Given the records that follow, return each one verbatim.

> **RECORDS**:

##########

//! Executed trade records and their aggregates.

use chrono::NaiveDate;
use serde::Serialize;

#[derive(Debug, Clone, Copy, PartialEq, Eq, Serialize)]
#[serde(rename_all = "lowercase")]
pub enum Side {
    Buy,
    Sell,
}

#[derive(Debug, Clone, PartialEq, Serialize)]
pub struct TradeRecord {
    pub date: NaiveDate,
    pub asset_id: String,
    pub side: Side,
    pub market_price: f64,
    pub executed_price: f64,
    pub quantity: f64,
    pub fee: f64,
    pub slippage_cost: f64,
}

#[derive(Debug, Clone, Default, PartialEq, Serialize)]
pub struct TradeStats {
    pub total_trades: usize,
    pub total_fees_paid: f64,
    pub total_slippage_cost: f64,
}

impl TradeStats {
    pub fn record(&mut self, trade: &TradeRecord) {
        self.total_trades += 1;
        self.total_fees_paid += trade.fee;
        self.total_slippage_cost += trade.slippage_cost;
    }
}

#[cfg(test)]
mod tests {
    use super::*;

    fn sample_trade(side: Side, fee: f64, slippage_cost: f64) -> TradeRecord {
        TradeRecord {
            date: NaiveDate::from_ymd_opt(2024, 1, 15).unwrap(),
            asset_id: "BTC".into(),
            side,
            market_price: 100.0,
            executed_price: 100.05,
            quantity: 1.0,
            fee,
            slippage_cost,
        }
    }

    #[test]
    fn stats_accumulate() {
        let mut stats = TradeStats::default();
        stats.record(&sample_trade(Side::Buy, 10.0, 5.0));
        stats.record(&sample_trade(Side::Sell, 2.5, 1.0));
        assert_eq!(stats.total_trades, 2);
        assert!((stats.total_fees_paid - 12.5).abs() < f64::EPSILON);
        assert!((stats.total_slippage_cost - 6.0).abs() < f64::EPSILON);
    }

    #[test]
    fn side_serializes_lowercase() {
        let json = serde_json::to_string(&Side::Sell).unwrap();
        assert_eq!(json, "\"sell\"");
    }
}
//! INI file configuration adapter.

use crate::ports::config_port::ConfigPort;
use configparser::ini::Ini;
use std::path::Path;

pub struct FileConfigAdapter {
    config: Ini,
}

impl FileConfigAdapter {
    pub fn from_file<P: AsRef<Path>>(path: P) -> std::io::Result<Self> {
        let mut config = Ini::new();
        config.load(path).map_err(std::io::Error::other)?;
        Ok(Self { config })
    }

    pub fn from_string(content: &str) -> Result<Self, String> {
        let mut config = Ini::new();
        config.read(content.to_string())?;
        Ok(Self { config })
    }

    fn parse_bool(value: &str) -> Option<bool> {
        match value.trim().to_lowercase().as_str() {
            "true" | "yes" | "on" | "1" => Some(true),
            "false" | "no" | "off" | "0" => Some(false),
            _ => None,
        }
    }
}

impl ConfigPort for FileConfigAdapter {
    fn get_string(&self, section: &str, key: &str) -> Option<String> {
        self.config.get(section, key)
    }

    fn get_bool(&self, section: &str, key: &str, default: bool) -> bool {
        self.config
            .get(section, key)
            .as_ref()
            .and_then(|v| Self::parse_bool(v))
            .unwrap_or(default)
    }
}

##########

> **PROBLEM SOLUTION**:
//! Executed trade records and their aggregates.

use chrono::NaiveDate;
use serde::Serialize;

#[derive(Debug, Clone, Copy, PartialEq, Eq, Serialize)]
#[serde(rename_all = "lowercase")]
pub enum Side {
    Buy,
    Sell,
}

#[derive(Debug, Clone, PartialEq, Serialize)]
pub struct TradeRecord {
    pub date: NaiveDate,
    pub asset_id: String,
    pub side: Side,
    pub market_price: f64,
    pub executed_price: f64,
    pub quantity: f64,
    pub fee: f64,
    pub slippage_cost: f64,
}

#[derive(Debug, Clone, Default, PartialEq, Serialize)]
pub struct TradeStats {
    pub total_trades: usize,
    pub total_fees_paid: f64,
    pub total_slippage_cost: f64,
}

impl TradeStats {
    pub fn record(&mut self, trade: &TradeRecord) {
        self.total_trades += 1;
        self.total_fees_paid += trade.fee;
        self.total_slippage_cost += trade.slippage_cost;
    }
}

#[cfg(test)]
mod tests {
    use super::*;

    fn sample_trade(side: Side, fee: f64, slippage_cost: f64) -> TradeRecord {
        TradeRecord {
            date: NaiveDate::from_ymd_opt(2024, 1, 15).unwrap(),
            asset_id: "BTC".into(),
            side,
            market_price: 100.0,
            executed_price: 100.05,
            quantity: 1.0,
            fee,
            slippage_cost,
        }
    }

    #[test]
    fn stats_accumulate() {
        let mut stats = TradeStats::default();
        stats.record(&sample_trade(Side::Buy, 10.0, 5.0));
        stats.record(&sample_trade(Side::Sell, 2.5, 1.0));
        assert_eq!(stats.total_trades, 2);
        assert!((stats.total_fees_paid - 12.5).abs() < f64::EPSILON);
        assert!((stats.total_slippage_cost - 6.0).abs() < f64::EPSILON);
    }

    #[test]
    fn side_serializes_lowercase() {
        let json = serde_json::to_string(&Side::Sell).unwrap();
        assert_eq!(json, "\"sell\"");
    }
}
//! INI file configuration adapter.

use crate::ports::config_port::ConfigPort;
use configparser::ini::Ini;
use std::path::Path;

pub struct FileConfigAdapter {
    config: Ini,
}

impl FileConfigAdapter {
    pub fn from_file<P: AsRef<Path>>(path: P) -> std::io::Result<Self> {
        let mut config = Ini::new();
        config.load(path).map_err(std::io::Error::other)?;
        Ok(Self { config })
    }

    pub fn from_string(content: &str) -> Result<Self, String> {
        let mut config = Ini::new();
        config.read(content.to_string())?;
        Ok(Self { config })
    }

    fn parse_bool(value: &str) -> Option<bool> {
        match value.trim().to_lowercase().as_str() {
            "true" | "yes" | "on" | "1" => Some(true),
            "false" | "no" | "off" | "0" => Some(false),
            _ => None,
        }
    }
}

impl ConfigPort for FileConfigAdapter {
    fn get_string(&self, section: &str, key: &str) -> Option<String> {
        self.config.get(section, key)
    }

    fn get_bool(&self, section: &str, key: &str, default: bool) -> bool {
        self.config
            .get(section, key)
            .as_ref()
            .and_then(|v| Self::parse_bool(v))
            .unwrap_or(default)
    }
}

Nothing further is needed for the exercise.